TASK OBJECTIVE: Among the records below, find the line that has "repository 42c494f75c7fd87e"; from there, give the lines again exactly, and stop after the line that has "use crate::observability::Logger;".

[[ AVAILABLE RECORDS, beginning ]]

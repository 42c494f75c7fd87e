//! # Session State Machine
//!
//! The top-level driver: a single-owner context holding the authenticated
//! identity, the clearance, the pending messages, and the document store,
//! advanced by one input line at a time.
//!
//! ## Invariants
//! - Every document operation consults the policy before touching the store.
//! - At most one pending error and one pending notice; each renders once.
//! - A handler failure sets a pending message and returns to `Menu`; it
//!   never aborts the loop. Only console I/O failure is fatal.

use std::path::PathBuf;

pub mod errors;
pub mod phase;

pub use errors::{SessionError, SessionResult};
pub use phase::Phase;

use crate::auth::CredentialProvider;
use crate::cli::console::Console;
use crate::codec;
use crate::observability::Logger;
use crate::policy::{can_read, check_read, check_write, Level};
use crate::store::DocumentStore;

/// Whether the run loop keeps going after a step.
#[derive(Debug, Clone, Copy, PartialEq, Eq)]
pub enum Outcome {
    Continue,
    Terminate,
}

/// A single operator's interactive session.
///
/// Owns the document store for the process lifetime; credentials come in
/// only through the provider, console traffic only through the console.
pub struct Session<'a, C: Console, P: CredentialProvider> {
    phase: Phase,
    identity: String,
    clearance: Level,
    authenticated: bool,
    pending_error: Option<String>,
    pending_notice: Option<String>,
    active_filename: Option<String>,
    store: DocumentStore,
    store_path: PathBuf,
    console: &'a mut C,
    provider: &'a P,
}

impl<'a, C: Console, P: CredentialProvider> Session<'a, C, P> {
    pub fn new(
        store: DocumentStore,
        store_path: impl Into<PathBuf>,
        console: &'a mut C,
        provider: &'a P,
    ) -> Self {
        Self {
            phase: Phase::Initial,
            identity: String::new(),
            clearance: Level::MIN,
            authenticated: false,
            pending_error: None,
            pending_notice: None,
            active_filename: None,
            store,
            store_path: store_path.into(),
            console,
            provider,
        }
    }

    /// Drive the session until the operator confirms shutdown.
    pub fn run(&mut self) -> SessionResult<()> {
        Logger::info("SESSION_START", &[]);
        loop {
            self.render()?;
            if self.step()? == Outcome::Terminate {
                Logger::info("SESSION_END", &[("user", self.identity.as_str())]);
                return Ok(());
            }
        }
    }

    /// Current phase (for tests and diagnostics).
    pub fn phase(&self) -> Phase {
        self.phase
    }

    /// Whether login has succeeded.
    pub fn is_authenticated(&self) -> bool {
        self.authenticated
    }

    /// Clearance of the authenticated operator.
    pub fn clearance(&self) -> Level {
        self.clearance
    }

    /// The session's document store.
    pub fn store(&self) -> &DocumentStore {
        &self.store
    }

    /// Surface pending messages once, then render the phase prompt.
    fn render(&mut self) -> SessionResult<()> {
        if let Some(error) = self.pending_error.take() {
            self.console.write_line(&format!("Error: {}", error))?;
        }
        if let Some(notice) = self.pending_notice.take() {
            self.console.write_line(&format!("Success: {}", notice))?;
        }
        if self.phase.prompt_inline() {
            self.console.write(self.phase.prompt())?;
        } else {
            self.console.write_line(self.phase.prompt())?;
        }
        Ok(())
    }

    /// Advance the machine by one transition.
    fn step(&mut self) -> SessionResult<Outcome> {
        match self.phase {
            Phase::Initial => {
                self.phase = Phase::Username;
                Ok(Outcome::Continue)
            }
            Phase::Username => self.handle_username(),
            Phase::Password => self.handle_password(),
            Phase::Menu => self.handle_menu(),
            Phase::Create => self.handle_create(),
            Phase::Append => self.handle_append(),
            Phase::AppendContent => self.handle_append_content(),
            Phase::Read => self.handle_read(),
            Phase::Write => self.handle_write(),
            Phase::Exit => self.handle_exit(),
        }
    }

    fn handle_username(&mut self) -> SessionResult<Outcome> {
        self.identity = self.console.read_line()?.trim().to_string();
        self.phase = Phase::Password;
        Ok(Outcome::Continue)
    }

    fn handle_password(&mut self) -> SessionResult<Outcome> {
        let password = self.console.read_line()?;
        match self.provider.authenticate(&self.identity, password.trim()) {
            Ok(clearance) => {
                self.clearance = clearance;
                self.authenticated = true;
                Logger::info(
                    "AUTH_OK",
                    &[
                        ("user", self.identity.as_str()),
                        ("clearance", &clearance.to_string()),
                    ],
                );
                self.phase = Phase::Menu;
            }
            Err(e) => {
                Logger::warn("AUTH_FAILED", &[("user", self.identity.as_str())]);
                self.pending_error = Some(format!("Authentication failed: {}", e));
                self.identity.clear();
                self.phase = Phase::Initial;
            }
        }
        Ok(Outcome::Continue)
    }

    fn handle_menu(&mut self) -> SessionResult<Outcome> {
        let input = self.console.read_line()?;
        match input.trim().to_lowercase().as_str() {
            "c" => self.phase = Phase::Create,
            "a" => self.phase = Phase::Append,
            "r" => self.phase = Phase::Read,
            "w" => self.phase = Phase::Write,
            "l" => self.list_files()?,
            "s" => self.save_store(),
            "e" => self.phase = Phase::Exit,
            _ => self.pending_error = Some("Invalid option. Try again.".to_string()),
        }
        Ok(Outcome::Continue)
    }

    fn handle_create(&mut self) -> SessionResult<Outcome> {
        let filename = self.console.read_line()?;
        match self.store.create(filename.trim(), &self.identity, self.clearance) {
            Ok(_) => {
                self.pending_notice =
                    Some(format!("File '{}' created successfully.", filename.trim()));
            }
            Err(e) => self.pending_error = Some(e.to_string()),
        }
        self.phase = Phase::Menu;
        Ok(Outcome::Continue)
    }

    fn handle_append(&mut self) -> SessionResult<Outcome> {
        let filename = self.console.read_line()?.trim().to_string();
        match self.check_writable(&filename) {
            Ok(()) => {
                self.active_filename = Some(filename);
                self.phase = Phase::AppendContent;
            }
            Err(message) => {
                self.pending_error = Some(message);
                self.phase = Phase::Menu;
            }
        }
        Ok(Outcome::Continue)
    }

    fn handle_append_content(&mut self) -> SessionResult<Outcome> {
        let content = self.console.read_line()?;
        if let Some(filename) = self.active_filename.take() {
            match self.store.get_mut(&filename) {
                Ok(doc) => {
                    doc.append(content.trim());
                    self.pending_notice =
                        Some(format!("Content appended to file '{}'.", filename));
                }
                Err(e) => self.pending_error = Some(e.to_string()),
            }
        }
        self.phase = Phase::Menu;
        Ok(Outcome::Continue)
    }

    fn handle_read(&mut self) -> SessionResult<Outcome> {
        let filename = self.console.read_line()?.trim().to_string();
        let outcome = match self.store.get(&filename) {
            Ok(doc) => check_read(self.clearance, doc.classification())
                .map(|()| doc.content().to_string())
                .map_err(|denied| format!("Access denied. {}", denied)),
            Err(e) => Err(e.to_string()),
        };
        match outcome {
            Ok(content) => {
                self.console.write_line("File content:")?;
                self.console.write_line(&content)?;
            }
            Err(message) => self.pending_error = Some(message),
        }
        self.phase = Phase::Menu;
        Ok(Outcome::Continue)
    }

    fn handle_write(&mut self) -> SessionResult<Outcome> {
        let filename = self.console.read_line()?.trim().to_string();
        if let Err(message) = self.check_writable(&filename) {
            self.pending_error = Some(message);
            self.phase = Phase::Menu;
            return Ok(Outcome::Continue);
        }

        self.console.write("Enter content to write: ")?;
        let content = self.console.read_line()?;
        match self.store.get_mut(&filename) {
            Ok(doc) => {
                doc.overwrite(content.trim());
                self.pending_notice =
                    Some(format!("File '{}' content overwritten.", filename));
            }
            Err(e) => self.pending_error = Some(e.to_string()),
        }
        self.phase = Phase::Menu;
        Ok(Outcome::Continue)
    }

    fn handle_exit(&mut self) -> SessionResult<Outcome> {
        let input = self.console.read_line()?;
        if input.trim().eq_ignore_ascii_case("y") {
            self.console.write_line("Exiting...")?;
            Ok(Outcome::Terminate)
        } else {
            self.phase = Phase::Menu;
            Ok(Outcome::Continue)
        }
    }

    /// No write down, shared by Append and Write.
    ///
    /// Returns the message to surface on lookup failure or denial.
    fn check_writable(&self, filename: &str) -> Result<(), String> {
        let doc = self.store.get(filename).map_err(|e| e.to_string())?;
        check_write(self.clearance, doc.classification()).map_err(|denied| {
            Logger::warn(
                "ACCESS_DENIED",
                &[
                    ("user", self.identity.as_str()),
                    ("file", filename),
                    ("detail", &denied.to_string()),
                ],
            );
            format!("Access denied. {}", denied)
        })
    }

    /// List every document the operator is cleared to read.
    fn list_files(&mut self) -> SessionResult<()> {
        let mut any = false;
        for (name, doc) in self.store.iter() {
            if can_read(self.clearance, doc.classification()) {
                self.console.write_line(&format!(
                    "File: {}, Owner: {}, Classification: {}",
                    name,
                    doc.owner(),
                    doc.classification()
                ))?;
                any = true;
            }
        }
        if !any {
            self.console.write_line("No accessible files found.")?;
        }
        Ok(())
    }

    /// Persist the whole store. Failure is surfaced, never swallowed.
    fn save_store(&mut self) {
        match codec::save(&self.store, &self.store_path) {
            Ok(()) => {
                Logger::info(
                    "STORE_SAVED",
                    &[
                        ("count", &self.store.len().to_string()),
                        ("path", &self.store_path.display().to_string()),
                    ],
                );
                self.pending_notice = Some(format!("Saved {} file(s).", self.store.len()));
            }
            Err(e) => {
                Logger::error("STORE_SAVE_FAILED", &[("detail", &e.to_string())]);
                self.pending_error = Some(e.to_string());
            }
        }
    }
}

[[ AVAILABLE RECORDS, end ]]
[[ AVAILABLE RECORDS, beginning ]]

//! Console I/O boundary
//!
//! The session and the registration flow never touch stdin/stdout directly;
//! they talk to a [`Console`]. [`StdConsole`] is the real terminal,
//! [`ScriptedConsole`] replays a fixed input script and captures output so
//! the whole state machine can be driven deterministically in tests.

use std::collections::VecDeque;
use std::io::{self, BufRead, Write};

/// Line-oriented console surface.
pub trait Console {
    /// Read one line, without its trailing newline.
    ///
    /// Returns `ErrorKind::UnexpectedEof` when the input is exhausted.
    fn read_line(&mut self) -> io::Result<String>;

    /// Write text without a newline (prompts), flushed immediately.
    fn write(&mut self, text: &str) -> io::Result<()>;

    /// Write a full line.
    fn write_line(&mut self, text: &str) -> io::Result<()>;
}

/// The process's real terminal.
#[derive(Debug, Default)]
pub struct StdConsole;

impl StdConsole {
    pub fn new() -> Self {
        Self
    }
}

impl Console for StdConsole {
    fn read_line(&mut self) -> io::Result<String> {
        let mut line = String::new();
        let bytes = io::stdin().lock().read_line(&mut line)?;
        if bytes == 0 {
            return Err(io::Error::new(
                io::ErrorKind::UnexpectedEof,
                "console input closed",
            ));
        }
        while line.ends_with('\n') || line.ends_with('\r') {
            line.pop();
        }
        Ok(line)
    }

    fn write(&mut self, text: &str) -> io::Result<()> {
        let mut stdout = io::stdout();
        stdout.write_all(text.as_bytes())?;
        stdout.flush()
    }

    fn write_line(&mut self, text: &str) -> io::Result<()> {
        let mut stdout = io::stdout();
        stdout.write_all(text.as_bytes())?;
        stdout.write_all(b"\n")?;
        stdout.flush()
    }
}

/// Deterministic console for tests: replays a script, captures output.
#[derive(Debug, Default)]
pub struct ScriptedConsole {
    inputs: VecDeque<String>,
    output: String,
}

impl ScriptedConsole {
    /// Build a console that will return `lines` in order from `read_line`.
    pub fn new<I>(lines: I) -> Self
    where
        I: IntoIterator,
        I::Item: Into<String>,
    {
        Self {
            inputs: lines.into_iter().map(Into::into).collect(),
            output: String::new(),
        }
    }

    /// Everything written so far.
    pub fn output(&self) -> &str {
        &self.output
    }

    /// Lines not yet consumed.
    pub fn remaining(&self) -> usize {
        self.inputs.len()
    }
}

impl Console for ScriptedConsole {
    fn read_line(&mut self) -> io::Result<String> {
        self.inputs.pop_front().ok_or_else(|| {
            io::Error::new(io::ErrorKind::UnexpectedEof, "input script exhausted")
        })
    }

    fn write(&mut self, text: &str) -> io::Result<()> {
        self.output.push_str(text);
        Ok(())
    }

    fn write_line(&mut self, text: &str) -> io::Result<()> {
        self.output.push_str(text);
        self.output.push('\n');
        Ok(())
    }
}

[[ AVAILABLE RECORDS, end ]]

TASK RESPONSE:
repository 42c494f75c7fd87e
//! # Session State Machine
//!
//! The top-level driver: a single-owner context holding the authenticated
//! identity, the clearance, the pending messages, and the document store,
//! advanced by one input line at a time.
//!
//! ## Invariants
//! - Every document operation consults the policy before touching the store.
//! - At most one pending error and one pending notice; each renders once.
//! - A handler failure sets a pending message and returns to `Menu`; it
//!   never aborts the loop. Only console I/O failure is fatal.

use std::path::PathBuf;

pub mod errors;
pub mod phase;

pub use errors::{SessionError, SessionResult};
pub use phase::Phase;

use crate::auth::CredentialProvider;
use crate::cli::console::Console;
use crate::codec;
use crate::observability::Logger;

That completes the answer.